In the current study, considerable attention has been directed to interpreting the patient-reported symptoms studied as surrogate markers for cutaneous allodynia and, as such, as markers of clinical response to triptans. This study casts doubt on the assertion that triptan response can be predicted by questioning patients about symptoms suggesting cutaneous allodynia. In fact, many of these symptoms occur early in migraine and appear to respond to triptan interventions in much the same way as other migraine-associated symptoms. Although it cannot be ruled out that the clinical resolution of these symptoms is a unique response to rizatriptan, the authors believe that this response more likely reflects the action of the class of triptans, which supports the utilization of triptans in the ‘early’ treatment of migraine regardless of whether symptoms suggesting cutaneous allodynia are present or not.

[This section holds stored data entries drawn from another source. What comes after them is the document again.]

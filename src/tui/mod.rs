pub mod app;
pub mod format;
pub mod input;
pub mod refresh;
pub mod render;
pub mod theme;
pub mod view_model;
pub mod viewport;

pub use app::run;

As an initial attempt to use patient-centred assessments of cutaneous allodynia, there exist several limitations. First, patients were presented with a list of symptoms commonly associated with cutaneous allodynia; a patient was considered to have allodynia if any symptom was present at pre-treatment baseline. We weighted all the symptoms the same on the questionnaire when, in reality, some individual symptoms may be more predictive than others if we had analysed them within a logistic regression analysis. Also, using different cut-off points for SCS (e.g. two or more positive constitutes a positive response, three or more, etc.) may have yielded different results. In addition, no attempt was made to associate the presence of SCS with objective, clinician-centred assessments or neurophysiologic testing for cutaneous allodynia; however, patients were asked to complete the questionnaire while they were experiencing these symptoms, and, as discussed above, patients with positive answers to the Jakubowski questionnaire subsequently tested positive for allodynia by sensory testing (6). Future investigations can be strengthened by a more detailed patient assessment (e.g. patient scoring of individual symptoms, as opposed to the aggregate approach used in this study) and by the addition of clinician-centred assessments of allodynia in those patients reporting these symptoms by history at study entry.